The returns are especially attractive as central banks have flooded financial markets globally with an abundance of liquidity in response to the Covid-19 pandemic. The US Federal Reserve, for instance, signalled that it would keep interest rates at near-zero levels through at least 2023.
The iBonds offer superior returns when compared with bank deposits. While in the past, these bonds have paid out semi-annual interest or coupons at between 1.02 per cent and 6.08 per cent, higher than the 12-month deposit rate of around 0.15 per cent between 2011 and 2016, this round guarantees a 2 per cent annual return rate.
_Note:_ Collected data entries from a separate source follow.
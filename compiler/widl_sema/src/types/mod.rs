//! Type resolution.
//!
//! Binds named references in syntax types against the merged declaration
//! set and expands typedefs. Resolved types are checked for placement
//! rules that hold regardless of where the type is used: ObservableArray
//! only at the root, string record keys, and the nullable restrictions.

use rustc_hash::FxHashMap;
use widl_diagnostic::IdlError;
use widl_ir::ast::{TypeExpr, TypeExprKind};
use widl_ir::model::{DeclId, InterfaceKind, Type};
use widl_ir::{ConstValue, Loc, Name, PrimitiveKind, StringInterner};
use widl_stack::ensure_sufficient_stack;

use crate::context::{next_decl_id, Context, Source};

/// Resolves syntax types, memoizing expanded typedefs.
pub(crate) struct Resolver<'c> {
    interner: &'c StringInterner,
    sources: &'c [Source],
    by_name: &'c FxHashMap<Name, DeclId>,
    typedefs: FxHashMap<DeclId, Type>,
    /// Typedefs currently being expanded, outermost first.
    expanding: Vec<DeclId>,
}

impl<'c> Resolver<'c> {
    pub(crate) fn new(ctx: &'c Context<'_>) -> Self {
        Resolver {
            interner: ctx.interner,
            sources: &ctx.sources,
            by_name: &ctx.by_name,
            typedefs: FxHashMap::default(),
            expanding: Vec::new(),
        }
    }

    /// Resolve `expr` and check its nesting rules.
    pub(crate) fn resolve(&mut self, expr: &TypeExpr) -> Result<Type, IdlError> {
        let ty = self.resolve_unchecked(expr)?;
        check_nesting(&ty, None, expr.loc)?;
        Ok(ty)
    }

    /// Resolve a typedef declaration by id.
    pub(crate) fn typedef(&mut self, id: DeclId, use_loc: Loc) -> Result<Type, IdlError> {
        if let Some(ty) = self.typedefs.get(&id) {
            return Ok(ty.clone());
        }
        let sources = self.sources;
        let Source::Typedef(def) = &sources[id.index()] else {
            return Err(IdlError::kind_mismatch("expected a typedef", use_loc));
        };

        if let Some(pos) = self.expanding.iter().position(|&t| t == id) {
            let chain: Vec<&str> = self.expanding[pos..]
                .iter()
                .chain(std::iter::once(&id))
                .map(|&t| self.interner.lookup(sources[t.index()].name()))
                .collect();
            return Err(IdlError::cycle(
                format!("typedef cycle: {}", chain.join(" -> ")),
                use_loc,
            )
            .with_related(def.loc, "typedef declared here"));
        }

        tracing::trace!(typedef = self.interner.lookup(def.name.name), "expanding");
        self.expanding.push(id);
        let result = self.resolve(&def.ty);
        self.expanding.pop();
        let ty = result?;
        self.typedefs.insert(id, ty.clone());
        Ok(ty)
    }

    fn resolve_unchecked(&mut self, expr: &TypeExpr) -> Result<Type, IdlError> {
        ensure_sufficient_stack(|| self.resolve_kind(&expr.kind, expr.loc))
    }

    fn resolve_kind(&mut self, kind: &TypeExprKind, loc: Loc) -> Result<Type, IdlError> {
        Ok(match kind {
            TypeExprKind::Primitive(p) => Type::Primitive(*p),
            TypeExprKind::String(s) => Type::String(*s),
            TypeExprKind::Any => Type::Any,
            TypeExprKind::Object => Type::Object,
            TypeExprKind::Undefined => Type::Undefined,
            TypeExprKind::Void => Type::Void,
            TypeExprKind::Named(name) => self.resolve_named(*name, loc)?,
            TypeExprKind::Nullable(inner) => Type::Nullable(Box::new(self.resolve_unchecked(inner)?)),
            TypeExprKind::Sequence(inner) => Type::Sequence(Box::new(self.resolve_unchecked(inner)?)),
            TypeExprKind::FrozenArray(inner) => {
                Type::FrozenArray(Box::new(self.resolve_unchecked(inner)?))
            }
            TypeExprKind::ObservableArray(inner) => {
                Type::ObservableArray(Box::new(self.resolve_unchecked(inner)?))
            }
            TypeExprKind::Promise(inner) => Type::Promise(Box::new(self.resolve_unchecked(inner)?)),
            TypeExprKind::Record(key, value) => Type::Record(
                Box::new(self.resolve_unchecked(key)?),
                Box::new(self.resolve_unchecked(value)?),
            ),
            TypeExprKind::Union(members) => Type::Union(
                members
                    .iter()
                    .map(|m| self.resolve_unchecked(m))
                    .collect::<Result<_, _>>()?,
            ),
        })
    }

    fn resolve_named(&mut self, name: Name, loc: Loc) -> Result<Type, IdlError> {
        let Some(&id) = self.by_name.get(&name) else {
            return Err(IdlError::reference(
                format!("unknown type `{}`", self.interner.lookup(name)),
                loc,
            ));
        };
        let sources = self.sources;
        match &sources[id.index()] {
            Source::Interface(_, InterfaceKind::Plain | InterfaceKind::Callback) => {
                Ok(Type::Interface(id))
            }
            Source::Dictionary(_) => Ok(Type::Dictionary(id)),
            Source::Enum(_) => Ok(Type::Enum(id)),
            Source::Callback(_) => Ok(Type::Callback(id)),
            Source::Typedef(_) => self.typedef(id, loc),
            source @ (Source::Interface(_, InterfaceKind::Mixin) | Source::Namespace(_)) => {
                Err(IdlError::kind_mismatch(
                    format!(
                        "{} `{}` cannot be used as a type",
                        source.describe(),
                        self.interner.lookup(name)
                    ),
                    loc,
                )
                .with_related(source.loc(), "declared here"))
            }
        }
    }

}

/// Check nesting rules on a resolved type. `parent` names the enclosing
/// construct, or `None` at the root.
pub(crate) fn check_nesting(ty: &Type, parent: Option<&'static str>, loc: Loc) -> Result<(), IdlError> {
    ensure_sufficient_stack(|| match ty {
        Type::ObservableArray(inner) => {
            if let Some(parent) = parent {
                return Err(IdlError::type_constraint(
                    format!("ObservableArray cannot appear inside {parent}"),
                    loc,
                ));
            }
            check_nesting(inner, Some("an ObservableArray"), loc)
        }
        Type::Nullable(inner) => {
            match inner.as_ref() {
                Type::Nullable(_) => {
                    return Err(IdlError::type_constraint(
                        "a nullable type cannot be made nullable again",
                        loc,
                    ));
                }
                Type::Any => {
                    return Err(IdlError::type_constraint("`any` cannot be nullable", loc));
                }
                union @ Type::Union(_) if union.union_has_nullable_member() => {
                    return Err(IdlError::type_constraint(
                        "a nullable union cannot have a nullable member",
                        loc,
                    ));
                }
                _ => {}
            }
            check_nesting(inner, Some("a nullable type"), loc)
        }
        Type::Sequence(inner) => check_nesting(inner, Some("a sequence"), loc),
        Type::FrozenArray(inner) => check_nesting(inner, Some("a frozen array"), loc),
        Type::Promise(inner) => check_nesting(inner, Some("a promise"), loc),
        Type::Record(key, value) => {
            if !key.is_string() {
                return Err(IdlError::type_constraint(
                    "record keys must be DOMString, USVString or ByteString",
                    loc,
                ));
            }
            check_nesting(value, Some("a record"), loc)
        }
        Type::Union(members) => members
            .iter()
            .try_for_each(|m| check_nesting(m, Some("a union"), loc)),
        Type::Primitive(_)
        | Type::String(_)
        | Type::Any
        | Type::Object
        | Type::Undefined
        | Type::Void
        | Type::Interface(_)
        | Type::Dictionary(_)
        | Type::Enum(_)
        | Type::Callback(_) => Ok(()),
    })
}

/// Check that a constant's value fits its declared type.
pub(crate) fn check_const(ty: &Type, value: ConstValue, loc: Loc) -> Result<(), IdlError> {
    let Type::Primitive(kind) = ty else {
        return Err(IdlError::type_constraint(
            "constants must have a primitive type",
            loc,
        ));
    };
    let fits = match (kind, value) {
        (PrimitiveKind::Boolean, ConstValue::Boolean(_)) => true,
        (k, ConstValue::Integer(v)) if k.is_integer() => {
            let (min, max) = integer_range(*k);
            (min..=max).contains(&v)
        }
        (k, ConstValue::Integer(_) | ConstValue::Float(_)) if k.is_float() => true,
        (
            PrimitiveKind::UnrestrictedFloat | PrimitiveKind::UnrestrictedDouble,
            ConstValue::Infinity | ConstValue::NegativeInfinity | ConstValue::NaN,
        ) => true,
        _ => false,
    };
    if fits {
        Ok(())
    } else {
        Err(IdlError::type_constraint(
            format!("value {} does not fit the constant type `{kind}`", describe_value(value)),
            loc,
        ))
    }
}

fn integer_range(kind: PrimitiveKind) -> (i128, i128) {
    match kind {
        PrimitiveKind::Byte => (i128::from(i8::MIN), i128::from(i8::MAX)),
        PrimitiveKind::Octet => (0, i128::from(u8::MAX)),
        PrimitiveKind::Short => (i128::from(i16::MIN), i128::from(i16::MAX)),
        PrimitiveKind::UnsignedShort => (0, i128::from(u16::MAX)),
        PrimitiveKind::Long => (i128::from(i32::MIN), i128::from(i32::MAX)),
        PrimitiveKind::UnsignedLong => (0, i128::from(u32::MAX)),
        PrimitiveKind::UnsignedLongLong => (0, i128::from(u64::MAX)),
        _ => (i128::from(i64::MIN), i128::from(i64::MAX)),
    }
}

fn describe_value(value: ConstValue) -> String {
    match value {
        ConstValue::Boolean(b) => b.to_string(),
        ConstValue::Integer(i) => i.to_string(),
        ConstValue::Float(bits) => f64::from_bits(bits).to_string(),
        ConstValue::Infinity => "Infinity".to_owned(),
        ConstValue::NegativeInfinity => "-Infinity".to_owned(),
        ConstValue::NaN => "NaN".to_owned(),
        ConstValue::Null => "null".to_owned(),
    }
}

/// Render a resolved type the way it would be written.
pub(crate) fn render(ctx: &Context<'_>, ty: &Type) -> String {
    let name = |id: DeclId| ctx.text(ctx.source(id).name()).to_owned();
    match ty {
        Type::Primitive(p) => p.as_str().to_owned(),
        Type::String(s) => s.as_str().to_owned(),
        Type::Any => "any".to_owned(),
        Type::Object => "object".to_owned(),
        Type::Undefined => "undefined".to_owned(),
        Type::Void => "void".to_owned(),
        Type::Interface(id) | Type::Dictionary(id) | Type::Enum(id) | Type::Callback(id) => name(*id),
        Type::Nullable(inner) => format!("{}?", render(ctx, inner)),
        Type::Sequence(inner) => format!("sequence<{}>", render(ctx, inner)),
        Type::FrozenArray(inner) => format!("FrozenArray<{}>", render(ctx, inner)),
        Type::ObservableArray(inner) => format!("ObservableArray<{}>", render(ctx, inner)),
        Type::Promise(inner) => format!("Promise<{}>", render(ctx, inner)),
        Type::Record(key, value) => format!("record<{}, {}>", render(ctx, key), render(ctx, value)),
        Type::Union(members) => {
            let parts: Vec<String> = members.iter().map(|m| render(ctx, m)).collect();
            format!("({})", parts.join(" or "))
        }
    }
}

/// Resolve every typedef up front so cycles surface even when unused.
#[tracing::instrument(level = "debug", skip_all)]
pub(crate) fn resolve_typedefs(resolver: &mut Resolver<'_>) -> Result<(), IdlError> {
    let sources = resolver.sources;
    for (index, source) in sources.iter().enumerate() {
        if let Source::Typedef(def) = source {
            resolver.typedef(next_decl_id(index), def.name.loc)?;
        }
    }
    Ok(())
}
The Hong Kong government could issue up to HK$15 billion worth of the bonds, exceeding the HK$10 billion worth issued on each of the past six occasions.

“If you are a lazy investor, earning a 2 per cent return with practically no risk from iBonds is certainly better than putting your money in bank deposits,” said Wallace Tin, a finance columnist. At the same time, iBonds usually recorded a small jump in prices on the first day they become tradeable at the stock exchange, making them a great opportunity to pocket some quick gains as well, he added.

Several banks and brokers reported an upbeat response. The value of subscriptions by customers at HSBC, the city’s biggest lender, exceeded the number recorded on the first day of sales during the last round of iBond sales in 2016, the bank said.